Black Panther The Album
Various Artists
On peut détester Kendrick Lamar pour son omniprésence, le plébiscite dont il fait l’objet ou sa manière d’envisager le rap « engagé », mais on peut difficilement lui nier un immense talent. Si l’on exclut l’un ou l’autre featuring un peu honteux, sa carrière s’apparente à un sans faute qui l'aura vu conserver sa street cred intacte depuis son apparition sur les radars avec Section.80. Et s’il est signé en major, ses albums auront toujours été auréolés d’un halo « arty », d’autant plus facile à défendre que le rap grand public est globalement considéré par ceux qui n’en écoutent pas comme une affaire de mongoliens.
Kendrick Lamar s’en fout lui: il est adulé par tout le monde, du lecteur de Télérama à l’intelligentsia du cool en passant par les apprentis racaillous qui veulent se donner une conscience politique. Et si sa discographie peut se targuer d’afficher une belle variété dans les thèmes et les ambiances explorés, Kendrick Lamar ne s’est jamais vraiment frotté à un exercice aussi complexe que cette compilation, qui le voit assumer un rôle de curateur pour la bande originale de Black Panther, premier film de superhéros où les afro-américains ne sont pas cantonnés aux seconds rôles.
Le second rôle justement, c’est celui qu’a décidé de s’attribuer Kendrick Lamar sur cette bande originale - en façade du moins. Ainsi, là où on aurait pu s’attendre à un disque tout à la gloire du nouveau patron de Compton, on se retrouve avec un produit sur lequel K-Dot pointe le bout de son nez à intervalles réguliers, l’air de ne pas trop y toucher, et ne voulant jamais voler la vedette à ses invités. Et surtout un produit qui prend des airs de grande playlist qui atteint directement son coeur de cible là où le More Life de Drake n’avait été qu’un pétard mouillé conceptuel.
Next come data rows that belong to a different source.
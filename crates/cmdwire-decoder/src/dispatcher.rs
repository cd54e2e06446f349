use std::sync::atomic::{AtomicU64, Ordering};
use std::sync::Arc;

use cmdwire_table::{CommandIdentity, CommandTable, TableError};
use serde::Serialize;
use tracing::trace;

use crate::config::DecoderConfig;
use crate::decoder::decode_with_config;
use crate::error::{DecodeError, Result};
use crate::registry::{CommandHandler, HandlerRegistry, SharedHandler};
use crate::value::{DecodedCommand, FromArgs};

/// Hand `command` to the handler registered for its identity.
///
/// Returns whether a handler ran. A command without a handler is dropped
/// silently.
pub fn dispatch(registry: &HandlerRegistry, command: DecodedCommand) -> bool {
    // Clone the handler out so the registry lock is released before it runs.
    match registry.handler(command.identity) {
        Some(handler) => {
            handler.handle(&command);
            true
        }
        None => {
            trace!(identity = %command.identity, "no handler; dropped");
            false
        }
    }
}

/// Counters kept by a [`CommandDecoder`].
#[derive(Debug, Default)]
struct DecoderStats {
    decoded: AtomicU64,
    dispatched: AtomicU64,
    unhandled: AtomicU64,
    unknown: AtomicU64,
    truncated: AtomicU64,
    malformed: AtomicU64,
}

/// Point-in-time copy of a decoder's counters.
#[derive(Debug, Clone, Copy, Default, PartialEq, Eq, Serialize)]
pub struct StatsSnapshot {
    /// Buffers decoded successfully.
    pub decoded: u64,
    /// Commands that reached a handler.
    pub dispatched: u64,
    /// Commands decoded with no handler registered.
    pub unhandled: u64,
    /// Buffers naming a command missing from the table.
    pub unknown: u64,
    /// Buffers that ended early.
    pub truncated: u64,
    /// Buffers with bad strings or rejected trailing bytes.
    pub malformed: u64,
}

/// Descriptor table plus handler registry: the receive side of the protocol.
///
/// Shareable across threads. The table is immutable once built; handlers
/// may be added and removed at any time.
#[derive(Debug)]
pub struct CommandDecoder {
    table: Arc<CommandTable>,
    registry: Arc<HandlerRegistry>,
    config: DecoderConfig,
    stats: DecoderStats,
}

impl CommandDecoder {
    pub fn new(table: Arc<CommandTable>) -> Self {
        Self::with_config(table, DecoderConfig::default())
    }

    pub fn with_config(table: Arc<CommandTable>, config: DecoderConfig) -> Self {
        Self::with_registry(table, Arc::new(HandlerRegistry::new()), config)
    }

    /// Use a registry shared with other decoders.
    pub fn with_registry(
        table: Arc<CommandTable>,
        registry: Arc<HandlerRegistry>,
        config: DecoderConfig,
    ) -> Self {
        Self {
            table,
            registry,
            config,
            stats: DecoderStats::default(),
        }
    }

    /// Decoder over the built-in command table.
    pub fn builtin() -> Self {
        Self::new(cmdwire_table::builtin_shared())
    }

    pub fn table(&self) -> &Arc<CommandTable> {
        &self.table
    }

    pub fn registry(&self) -> &Arc<HandlerRegistry> {
        &self.registry
    }

    pub fn config(&self) -> &DecoderConfig {
        &self.config
    }

    /// Decode one command buffer.
    pub fn decode(&self, buffer: &[u8]) -> Result<DecodedCommand> {
        let result = decode_with_config(&self.table, buffer, &self.config);
        let counter = match &result {
            Ok(_) => &self.stats.decoded,
            Err(DecodeError::UnknownCommand(_)) => &self.stats.unknown,
            Err(DecodeError::Truncated { .. }) => &self.stats.truncated,
            Err(_) => &self.stats.malformed,
        };
        counter.fetch_add(1, Ordering::Relaxed);
        result
    }

    /// Hand a decoded command to its handler. Returns whether one ran.
    pub fn dispatch(&self, command: DecodedCommand) -> bool {
        let handled = dispatch(&self.registry, command);
        let counter = if handled {
            &self.stats.dispatched
        } else {
            &self.stats.unhandled
        };
        counter.fetch_add(1, Ordering::Relaxed);
        handled
    }

    /// Decode `buffer` and dispatch the result.
    ///
    /// `Ok(false)` means the command was valid but nothing was registered.
    pub fn decode_and_dispatch(&self, buffer: &[u8]) -> Result<bool> {
        let command = self.decode(buffer)?;
        Ok(self.dispatch(command))
    }

    /// Register a handler, returning the one it replaced.
    pub fn register_handler<H>(&self, identity: CommandIdentity, handler: H) -> Option<SharedHandler>
    where
        H: CommandHandler + 'static,
    {
        self.registry.register(identity, handler)
    }

    /// Register a handler by dotted command name.
    pub fn register_named<H>(
        &self,
        name: &str,
        handler: H,
    ) -> std::result::Result<CommandIdentity, TableError>
    where
        H: CommandHandler + 'static,
    {
        let identity = self.table.require_name(name)?.identity;
        self.registry.register(identity, handler);
        Ok(identity)
    }

    /// Register a typed handler by dotted command name.
    pub fn register_typed<A, F>(
        &self,
        name: &str,
        handler: F,
    ) -> std::result::Result<CommandIdentity, TableError>
    where
        A: FromArgs + 'static,
        F: Fn(A) + Send + Sync + 'static,
    {
        let identity = self.table.require_name(name)?.identity;
        self.registry.register_typed(identity, handler);
        Ok(identity)
    }

    pub fn unregister_handler(&self, identity: CommandIdentity) -> bool {
        self.registry.unregister(identity)
    }

    pub fn stats(&self) -> StatsSnapshot {
        StatsSnapshot {
            decoded: self.stats.decoded.load(Ordering::Relaxed),
            dispatched: self.stats.dispatched.load(Ordering::Relaxed),
            unhandled: self.stats.unhandled.load(Ordering::Relaxed),
            unknown: self.stats.unknown.load(Ordering::Relaxed),
            truncated: self.stats.truncated.load(Ordering::Relaxed),
            malformed: self.stats.malformed.load(Ordering::Relaxed),
        }
    }
}
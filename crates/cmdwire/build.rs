fn main() {
    if let Ok(target) = std::env::var("TARGET") {
        println!("cargo:rustc-env=CMDWIRE_BUILD_TARGET={target}");
    }
    if let Ok(profile) = std::env::var("PROFILE") {
        println!("cargo:rustc-env=CMDWIRE_BUILD_PROFILE={profile}");
    }
    println!("cargo:rerun-if-env-changed=TARGET");
    println!("cargo:rerun-if-env-changed=PROFILE");
}
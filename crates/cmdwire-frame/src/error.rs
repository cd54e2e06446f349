/// Errors raised while reading primitive arguments from a command buffer.
#[derive(Debug, Clone, PartialEq, Eq, thiserror::Error)]
pub enum WireError {
    /// Fewer bytes remain than the value being read requires.
    #[error("read past end of buffer at offset {offset} (need {needed} bytes, {available} available)")]
    OutOfBounds {
        offset: usize,
        needed: usize,
        available: usize,
    },

    /// A string argument has no NUL terminator before the end of the buffer.
    #[error("unterminated string starting at offset {offset}")]
    MissingTerminator { offset: usize },

    /// A string argument is not valid UTF-8.
    #[error("string at offset {offset} is not valid UTF-8")]
    InvalidUtf8 { offset: usize },
}

impl WireError {
    /// Whether the error means the buffer ended early.
    pub fn is_truncation(&self) -> bool {
        matches!(
            self,
            WireError::OutOfBounds { .. } | WireError::MissingTerminator { .. }
        )
    }

    /// Offset at which the failing read started.
    pub fn offset(&self) -> usize {
        match self {
            WireError::OutOfBounds { offset, .. }
            | WireError::MissingTerminator { offset }
            | WireError::InvalidUtf8 { offset } => *offset,
        }
    }
}

/// Errors that can occur during network frame encoding/decoding.
#[derive(Debug, thiserror::Error)]
pub enum FrameError {
    /// The declared frame size is smaller than the header itself.
    #[error("invalid frame size {size} (header alone is {header} bytes)")]
    InvalidSize { size: u32, header: usize },

    /// The header carries a data type this codec does not know.
    #[error("invalid frame data type {0}")]
    InvalidDataType(u8),

    /// The payload exceeds the configured maximum size.
    #[error("payload too large ({size} bytes, max {max})")]
    PayloadTooLarge { size: usize, max: usize },

    /// An I/O error occurred while reading or writing frames.
    #[error("frame I/O error: {0}")]
    Io(#[from] std::io::Error),

    /// The stream ended before a complete frame was received.
    #[error("connection closed (incomplete frame)")]
    ConnectionClosed,
}

pub type Result<T> = std::result::Result<T, FrameError>;
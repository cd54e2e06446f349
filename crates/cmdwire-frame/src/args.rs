//! Primitive argument codec.
//!
//! Command bodies are a flat sequence of fixed-width integers, IEEE-754
//! floats, 32-bit enum codes and NUL-terminated UTF-8 strings. [`ArgReader`]
//! walks a borrowed buffer with a cursor; [`ArgWriter`] produces the same
//! layout into a [`BytesMut`].

use bytes::{BufMut, BytesMut};

use crate::error::WireError;

/// Byte order used for every multi-byte value in a command buffer.
#[derive(Debug, Clone, Copy, Default, PartialEq, Eq, Hash)]
pub enum ByteOrder {
    /// The vehicle protocol's native order.
    #[default]
    Little,
    Big,
}

/// String terminator.
pub const NUL: u8 = 0x00;

/// Cursor over a read-only command buffer.
#[derive(Debug, Clone)]
pub struct ArgReader<'a> {
    buf: &'a [u8],
    pos: usize,
    order: ByteOrder,
}

macro_rules! read_int {
    ($(#[$doc:meta])* $name:ident, $ty:ty, $width:literal) => {
        $(#[$doc])*
        pub fn $name(&mut self) -> Result<$ty, WireError> {
            let bytes = self.take::<$width>()?;
            Ok(match self.order {
                ByteOrder::Little => <$ty>::from_le_bytes(bytes),
                ByteOrder::Big => <$ty>::from_be_bytes(bytes),
            })
        }
    };
}

impl<'a> ArgReader<'a> {
    /// Create a little-endian reader positioned at the start of `buf`.
    pub fn new(buf: &'a [u8]) -> Self {
        Self::with_byte_order(buf, ByteOrder::Little)
    }

    /// Create a reader with an explicit byte order.
    pub fn with_byte_order(buf: &'a [u8], order: ByteOrder) -> Self {
        Self { buf, pos: 0, order }
    }

    /// Current cursor offset from the start of the buffer.
    pub fn position(&self) -> usize {
        self.pos
    }

    /// Bytes left after the cursor.
    pub fn remaining(&self) -> usize {
        self.buf.len() - self.pos
    }

    pub fn is_empty(&self) -> bool {
        self.remaining() == 0
    }

    pub fn byte_order(&self) -> ByteOrder {
        self.order
    }

    fn take<const N: usize>(&mut self) -> Result<[u8; N], WireError> {
        let available = self.remaining();
        if available < N {
            return Err(WireError::OutOfBounds {
                offset: self.pos,
                needed: N,
                available,
            });
        }
        let mut out = [0u8; N];
        out.copy_from_slice(&self.buf[self.pos..self.pos + N]);
        self.pos += N;
        Ok(out)
    }

    read_int!(
        /// Read one unsigned byte.
        read_u8,
        u8,
        1
    );
    read_int!(read_i8, i8, 1);
    read_int!(read_u16, u16, 2);
    read_int!(read_i16, i16, 2);
    read_int!(read_u32, u32, 4);
    read_int!(read_i32, i32, 4);
    read_int!(read_u64, u64, 8);
    read_int!(read_i64, i64, 8);

    /// Read a 32-bit IEEE-754 float.
    pub fn read_float(&mut self) -> Result<f32, WireError> {
        self.read_u32().map(f32::from_bits)
    }

    /// Read a 64-bit IEEE-754 float.
    pub fn read_double(&mut self) -> Result<f64, WireError> {
        self.read_u64().map(f64::from_bits)
    }

    /// Read an enum code.
    ///
    /// Codes are returned raw; mapping to enumerator names is left to the
    /// caller so codes from newer senders still decode.
    pub fn read_enum(&mut self) -> Result<i32, WireError> {
        self.read_i32()
    }

    /// Read a NUL-terminated UTF-8 string and move past the terminator.
    pub fn read_string(&mut self) -> Result<String, WireError> {
        let start = self.pos;
        let rest = &self.buf[start..];
        let len = rest
            .iter()
            .position(|b| *b == NUL)
            .ok_or(WireError::MissingTerminator { offset: start })?;
        let text = std::str::from_utf8(&rest[..len])
            .map_err(|_| WireError::InvalidUtf8 { offset: start })?;
        self.pos = start + len + 1;
        Ok(text.to_owned())
    }
}

/// Appends primitive arguments to a buffer.
#[derive(Debug)]
pub struct ArgWriter<'a> {
    dst: &'a mut BytesMut,
    order: ByteOrder,
}

macro_rules! write_int {
    ($name:ident, $ty:ty, $le:ident, $be:ident) => {
        pub fn $name(&mut self, value: $ty) -> &mut Self {
            match self.order {
                ByteOrder::Little => self.dst.$le(value),
                ByteOrder::Big => self.dst.$be(value),
            }
            self
        }
    };
}

impl<'a> ArgWriter<'a> {
    /// Create a little-endian writer appending to `dst`.
    pub fn new(dst: &'a mut BytesMut) -> Self {
        Self::with_byte_order(dst, ByteOrder::Little)
    }

    pub fn with_byte_order(dst: &'a mut BytesMut, order: ByteOrder) -> Self {
        Self { dst, order }
    }

    pub fn write_u8(&mut self, value: u8) -> &mut Self {
        self.dst.put_u8(value);
        self
    }

    pub fn write_i8(&mut self, value: i8) -> &mut Self {
        self.dst.put_i8(value);
        self
    }

    write_int!(write_u16, u16, put_u16_le, put_u16);
    write_int!(write_i16, i16, put_i16_le, put_i16);
    write_int!(write_u32, u32, put_u32_le, put_u32);
    write_int!(write_i32, i32, put_i32_le, put_i32);
    write_int!(write_u64, u64, put_u64_le, put_u64);
    write_int!(write_i64, i64, put_i64_le, put_i64);

    pub fn write_float(&mut self, value: f32) -> &mut Self {
        self.write_u32(value.to_bits())
    }

    pub fn write_double(&mut self, value: f64) -> &mut Self {
        self.write_u64(value.to_bits())
    }

    pub fn write_enum(&mut self, code: i32) -> &mut Self {
        self.write_i32(code)
    }

    /// Write `value` followed by a NUL terminator.
    ///
    /// The caller must make sure `value` holds no interior NUL, otherwise the
    /// reader stops at the first one.
    pub fn write_string(&mut self, value: &str) -> &mut Self {
        self.dst.put_slice(value.as_bytes());
        self.dst.put_u8(NUL);
        self
    }
}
Sur cette B.O. qui s’écoute davantage comme une playlist Spotify que comme un véritable album (c’est dans l’air du temps en somme), Kendrick Lamar joue au tonton bienveillant qui se tape l’incruste dans un engouement assez communicatif, emmenant vers les sommets des gens comme 2 Chainz ou Travis Scott. Profitant de son statut d’architecte du projet, il ne manque pas non plus de se réserver une belle place sur les meilleurs moments du disque: on pense aux tubes absolus portés par les refrains de SZA et The Weeknd ou au sombre banger « King’s Dead » réunissant un casting digne d’un 5 majeur de All Star Game - Jay Rock, James Blake, Future et Anderson .Paak dans une équipe coachée par Mike WiLL Made-It. Mais la vraie force de ce disque, elle réside dans l'intelligence de son géniteur au moment d'être aux abonnés absents: ainsi l’Anglaise Jorja Smith n’a besoin de personne pour confirmer qu’elle est bien la next big thing du R&B sur « I Am », et on n’aurait détesté que quelqu’un vienne s’immiscer sur la ballade chaloupée réunissant Khalid et Swae Lee, incroyable de justesse pop.
Objet plutôt hybride, cette B.O. de (et inspirée par) Black Panther est à la hauteur des ambitions de l’usine à fric Marvel, qui se fixe invariablement pour objectif de pondre des blockbusters avec une certaine épaisseur, tant au niveau du scénario que des personnages. Et si on a pas encore eu l’occasion de se ruer dans une salle obscure pour savoir si Black Panther est du niveau du premier Iron Man ou des deux derniers Captain America, on sait déjà que sa B.O. est l’une des choses les plus efficaces que pourra produire le rap américain en 2018.